The one he found on Arizona Avenue cost him $5,000.

"The neighborhood was a ghetto," he recalls. "The reason I moved here was it was on the edge, there was no law here and people who were a bit different could find a home."

Today, the entry-level price tag to move here is at least a quarter-million dollars. By most people's standards, Burgess and the other longtime residents of Lake Claire have lucked into a gold mine.
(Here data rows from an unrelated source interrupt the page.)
//! Pipeline configuration.
//!
//! Configuration is layered with figment. When loaded through
//! [`Config::load_from_path`] the sources are, in order of priority:
//! 1. Default values (compiled in)
//! 2. TOML config file (optional)
//! 3. Standard OpenTelemetry environment variables (`OTEL_*`)
//! 4. Pipeline-specific environment variables (`OTEL_PIPELINE_*`, `__` separated)
//!
//! # Supported Standard Environment Variables
//!
//! | Variable | Config Path | Description |
//! |----------|-------------|-------------|
//! | `OTEL_EXPORTER_OTLP_ENDPOINT` | `exporter.endpoint` | Base URL of the collector |
//! | `OTEL_EXPORTER_OTLP_PROTOCOL` | `exporter.protocol` | `http/protobuf` or `http/json` |
//! | `OTEL_EXPORTER_OTLP_HEADERS` | `exporter.headers` | Comma-separated key=value pairs |
//! | `OTEL_EXPORTER_OTLP_COMPRESSION` | `exporter.compression` | `gzip` or `none` |
//! | `OTEL_SERVICE_NAME` | `resource.service_name` | Service identity |

use crate::logs::Severity;
use crate::metrics::{InstrumentKind, Temporality};
use crate::sampler::Sampler;
use figment::{
    Figment,
    providers::{Env, Format, Serialized, Toml},
};
use serde::{Deserialize, Serialize};
use std::collections::HashMap;
use std::path::{Path, PathBuf};
use std::time::Duration;

const ENV_PREFIX: &str = "OTEL_PIPELINE_";

/// Wire encoding used for OTLP/HTTP export.
#[non_exhaustive]
#[derive(Debug, Clone, Copy, PartialEq, Eq, Serialize, Deserialize, Default)]
pub enum Protocol {
    /// Binary protobuf (`application/x-protobuf`).
    #[default]
    #[serde(rename = "http/protobuf")]
    HttpBinary,
    /// OTLP JSON (`application/json`).
    #[serde(rename = "http/json")]
    HttpJson,
}

/// Compression algorithm for OTLP export.
#[non_exhaustive]
#[derive(Debug, Clone, Copy, PartialEq, Eq, Serialize, Deserialize, Default)]
#[serde(rename_all = "lowercase")]
pub enum Compression {
    /// No compression.
    #[default]
    None,
    /// Gzip compression.
    Gzip,
}

/// Telemetry pipeline configuration.
#[derive(Debug, Clone, Serialize, Deserialize)]
#[serde(default)]
pub struct Config {
    /// OTLP exporter configuration.
    pub exporter: ExporterConfig,
    /// Span and log batching configuration.
    pub batch: BatchConfig,
    /// Metric collection configuration.
    pub metrics: MetricsConfig,
    /// Log export configuration.
    pub logs: LogsConfig,
    /// Span sampling policy.
    pub sampler: Sampler,
    /// Resource attributes attached to every signal.
    pub resource: ResourceConfig,
    /// Upper bound on the final flush at shutdown, in milliseconds.
    #[serde(with = "duration_ms")]
    pub shutdown_timeout: Duration,
}

impl Default for Config {
    fn default() -> Self {
        Self {
            exporter: ExporterConfig::default(),
            batch: BatchConfig::default(),
            metrics: MetricsConfig::default(),
            logs: LogsConfig::default(),
            sampler: Sampler::default(),
            resource: ResourceConfig::default(),
            shutdown_timeout: Duration::from_secs(5),
        }
    }
}

impl Config {
    /// Loads configuration from defaults, an optional TOML file and the
    /// environment.
    ///
    /// A missing file is not an error.
    ///
    /// # Errors
    ///
    /// Returns an error if any source cannot be parsed.
    #[allow(clippy::result_large_err)]
    pub fn load_from_path<P: AsRef<Path>>(config_path: P) -> Result<Self, figment::Error> {
        let mut figment = Figment::from(Serialized::defaults(Config::default()));

        if config_path.as_ref().exists() {
            figment = figment.merge(Toml::file(config_path));
        }

        figment
            .merge(Serialized::defaults(standard_env_overrides()))
            .merge(Env::prefixed(ENV_PREFIX).split("__"))
            .extract()
    }

    /// Creates a new config builder.
    pub fn builder() -> ConfigBuilder {
        ConfigBuilder::new()
    }
}

/// OTLP exporter configuration.
#[derive(Debug, Clone, Serialize, Deserialize)]
#[serde(default)]
pub struct ExporterConfig {
    /// Base URL of the collector; `/v1/{signal}` is appended per signal.
    pub endpoint: Option<String>,
    /// Token sent in the `Authorization` header.
    pub api_token: Option<String>,
    /// Scheme placed before the token in the `Authorization` header.
    pub auth_scheme: String,
    /// Wire encoding.
    pub protocol: Protocol,
    /// Request body compression.
    pub compression: Compression,
    /// Request timeout in milliseconds.
    #[serde(with = "duration_ms")]
    pub timeout: Duration,
    /// Additional headers sent with every request.
    #[serde(default)]
    pub headers: HashMap<String, String>,
}

impl Default for ExporterConfig {
    fn default() -> Self {
        Self {
            endpoint: None,
            api_token: None,
            auth_scheme: "Api-Token".to_string(),
            protocol: Protocol::HttpBinary,
            compression: Compression::None,
            timeout: Duration::from_secs(10),
            headers: HashMap::new(),
        }
    }
}

/// Batching configuration shared by the span and log processors.
#[derive(Debug, Clone, Serialize, Deserialize)]
#[serde(default)]
pub struct BatchConfig {
    /// Maximum records held in memory; newer records are dropped beyond it.
    pub max_queue_size: usize,
    /// Maximum records per export request; reaching it triggers a flush.
    pub max_export_batch_size: usize,
    /// Interval between scheduled flushes in milliseconds.
    #[serde(with = "duration_ms")]
    pub scheduled_delay: Duration,
}

impl Default for BatchConfig {
    fn default() -> Self {
        Self {
            max_queue_size: 2048,
            max_export_batch_size: 512,
            scheduled_delay: Duration::from_secs(5),
        }
    }
}

/// Metric collection configuration.
#[derive(Debug, Clone, Serialize, Deserialize)]
#[serde(default)]
pub struct MetricsConfig {
    /// Interval between collections in milliseconds.
    #[serde(with = "duration_ms")]
    pub export_interval: Duration,
    /// Per-kind temporality overrides. Kinds not listed use their
    /// preferred temporality.
    #[serde(default)]
    pub temporality_overrides: HashMap<InstrumentKind, Temporality>,
}

impl Default for MetricsConfig {
    fn default() -> Self {
        Self {
            export_interval: Duration::from_secs(60),
            temporality_overrides: HashMap::new(),
        }
    }
}

/// Log export configuration.
#[derive(Debug, Clone, Serialize, Deserialize, Default)]
#[serde(default)]
pub struct LogsConfig {
    /// Records below this severity never reach the export pipeline.
    pub min_severity: Severity,
}

/// A local file contributing resource attributes.
#[derive(Debug, Clone, PartialEq, Eq, Serialize, Deserialize)]
pub struct MetadataSource {
    /// File to read.
    pub path: PathBuf,
    /// When set, the file holds the path of the JSON attribute file rather
    /// than the attributes themselves.
    #[serde(default)]
    pub indirect: bool,
}

impl MetadataSource {
    /// A JSON object file read directly.
    pub fn direct(path: impl Into<PathBuf>) -> Self {
        Self {
            path: path.into(),
            indirect: false,
        }
    }

    /// A file whose contents name the JSON object file.
    pub fn indirect(path: impl Into<PathBuf>) -> Self {
        Self {
            path: path.into(),
            indirect: true,
        }
    }
}

/// Resource attribute configuration.
#[derive(Debug, Clone, Serialize, Deserialize)]
#[serde(default)]
pub struct ResourceConfig {
    /// `service.name`; always overrides metadata sources.
    pub service_name: String,
    /// `service.version`; always overrides metadata sources.
    pub service_version: String,
    /// Metadata files merged in order, later files overriding earlier ones.
    pub metadata_sources: Vec<MetadataSource>,
    /// Static attributes applied before the metadata sources.
    pub attributes: HashMap<String, String>,
}

impl Default for ResourceConfig {
    fn default() -> Self {
        Self {
            service_name: "otel-demo".to_string(),
            service_version: "1.0.1".to_string(),
            metadata_sources: Vec::new(),
            attributes: HashMap::new(),
        }
    }
}

/// Builder for constructing configuration programmatically.
#[must_use = "builders do nothing unless .build() is called"]
pub struct ConfigBuilder {
    config: Config,
}

impl ConfigBuilder {
    /// Creates a new config builder with default values.
    pub fn new() -> Self {
        Self {
            config: Config::default(),
        }
    }

    /// Sets the collector base URL.
    pub fn endpoint(mut self, endpoint: impl Into<String>) -> Self {
        self.config.exporter.endpoint = Some(endpoint.into());
        self
    }

    /// Sets the API token sent in the `Authorization` header.
    pub fn api_token(mut self, token: impl Into<String>) -> Self {
        self.config.exporter.api_token = Some(token.into());
        self
    }

    /// Sets the wire encoding.
    pub fn protocol(mut self, protocol: Protocol) -> Self {
        self.config.exporter.protocol = protocol;
        self
    }

    /// Sets the request compression.
    pub fn compression(mut self, compression: Compression) -> Self {
        self.config.exporter.compression = compression;
        self
    }

    /// Sets the service identity.
    pub fn service(mut self, name: impl Into<String>, version: impl Into<String>) -> Self {
        self.config.resource.service_name = name.into();
        self.config.resource.service_version = version.into();
        self
    }

    /// Appends a metadata source.
    pub fn metadata_source(mut self, source: MetadataSource) -> Self {
        self.config.resource.metadata_sources.push(source);
        self
    }

    /// Sets the minimum exported log severity.
    pub fn min_log_severity(mut self, severity: Severity) -> Self {
        self.config.logs.min_severity = severity;
        self
    }

    /// Sets the sampler.
    pub fn sampler(mut self, sampler: Sampler) -> Self {
        self.config.sampler = sampler;
        self
    }

    /// Sets the span/log batch configuration.
    pub fn batch(mut self, batch: BatchConfig) -> Self {
        self.config.batch = batch;
        self
    }

    /// Sets the metric export interval.
    pub fn metric_export_interval(mut self, interval: Duration) -> Self {
        self.config.metrics.export_interval = interval;
        self
    }

    /// Builds the configuration.
    pub fn build(self) -> Config {
        self.config
    }
}

impl Default for ConfigBuilder {
    fn default() -> Self {
        Self::new()
    }
}

/// Overrides read from the standard `OTEL_*` environment variables.
///
/// Serializes to a partial [`Config`] containing only the variables that
/// were set, suitable for merging into a figment.
#[derive(Debug, Default, Serialize)]
pub struct StandardEnvOverrides {
    #[serde(skip_serializing_if = "PartialExporterConfig::is_empty")]
    exporter: PartialExporterConfig,
    #[serde(skip_serializing_if = "PartialResourceConfig::is_empty")]
    resource: PartialResourceConfig,
}

#[derive(Debug, Default, Serialize)]
struct PartialExporterConfig {
    #[serde(skip_serializing_if = "Option::is_none")]
    endpoint: Option<String>,
    #[serde(skip_serializing_if = "Option::is_none")]
    protocol: Option<Protocol>,
    #[serde(skip_serializing_if = "Option::is_none")]
    compression: Option<Compression>,
    #[serde(skip_serializing_if = "HashMap::is_empty")]
    headers: HashMap<String, String>,
}

impl PartialExporterConfig {
    fn is_empty(&self) -> bool {
        self.endpoint.is_none()
            && self.protocol.is_none()
            && self.compression.is_none()
            && self.headers.is_empty()
    }
}

#[derive(Debug, Default, Serialize)]
struct PartialResourceConfig {
    #[serde(skip_serializing_if = "Option::is_none")]
    service_name: Option<String>,
}

impl PartialResourceConfig {
    fn is_empty(&self) -> bool {
        self.service_name.is_none()
    }
}

/// Reads the standard OpenTelemetry environment variables.
pub fn standard_env_overrides() -> StandardEnvOverrides {
    let mut overrides = StandardEnvOverrides::default();

    if let Ok(endpoint) = std::env::var("OTEL_EXPORTER_OTLP_ENDPOINT") {
        overrides.exporter.endpoint = Some(endpoint);
    }

    if let Ok(protocol) = std::env::var("OTEL_EXPORTER_OTLP_PROTOCOL") {
        overrides.exporter.protocol = match protocol.to_lowercase().as_str() {
            "http/protobuf" | "http" => Some(Protocol::HttpBinary),
            "http/json" => Some(Protocol::HttpJson),
            _ => None,
        };
    }

    if let Ok(compression) = std::env::var("OTEL_EXPORTER_OTLP_COMPRESSION") {
        overrides.exporter.compression = match compression.to_lowercase().as_str() {
            "gzip" => Some(Compression::Gzip),
            "none" => Some(Compression::None),
            _ => None,
        };
    }

    if let Ok(headers_str) = std::env::var("OTEL_EXPORTER_OTLP_HEADERS") {
        for pair in headers_str.split(',') {
            if let Some((key, value)) = pair.split_once('=') {
                overrides
                    .exporter
                    .headers
                    .insert(key.trim().to_string(), value.trim().to_string());
            }
        }
    }

    if let Ok(name) = std::env::var("OTEL_SERVICE_NAME")
        && !name.is_empty()
    {
        overrides.resource.service_name = Some(name);
    }

    overrides
}

/// Serde helper storing a [`Duration`] as whole milliseconds.
pub mod duration_ms {
    use serde::{Deserialize, Deserializer, Serializer};
    use std::time::Duration;

    /// Serializes a duration as milliseconds.
    pub fn serialize<S>(duration: &Duration, serializer: S) -> Result<S::Ok, S::Error>
    where
        S: Serializer,
    {
        serializer.serialize_u64(duration.as_millis() as u64)
    }

    /// Deserializes milliseconds into a duration.
    pub fn deserialize<'de, D>(deserializer: D) -> Result<Duration, D::Error>
    where
        D: Deserializer<'de>,
    {
        let ms = u64::deserialize(deserializer)?;
        Ok(Duration::from_millis(ms))
    }
}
The delicious irony is that, here in Atlanta's hippie haven, most of them couldn't care less.

"People tell me, 'You're lucky to have found this neighborhood,'" says Doug Barlow, who moved to the area in 1977. "And I say, 'No, we built this neighborhood.'"

He's referring to the nonprofit B.O.N.D. credit union, which was created to finance mortgages on local homes that no bank would touch. Then there's Sevananda, the largest community-owned co-op in the Southeast. And the diverse collection of neighborhood shops and restaurants, such as the wildly successful Flying Biscuit. For many, the jewel in the crown is the Lake Claire Community Land Trust, two acres of land that neighbors saved from development and opened as a place for recreation and meditation.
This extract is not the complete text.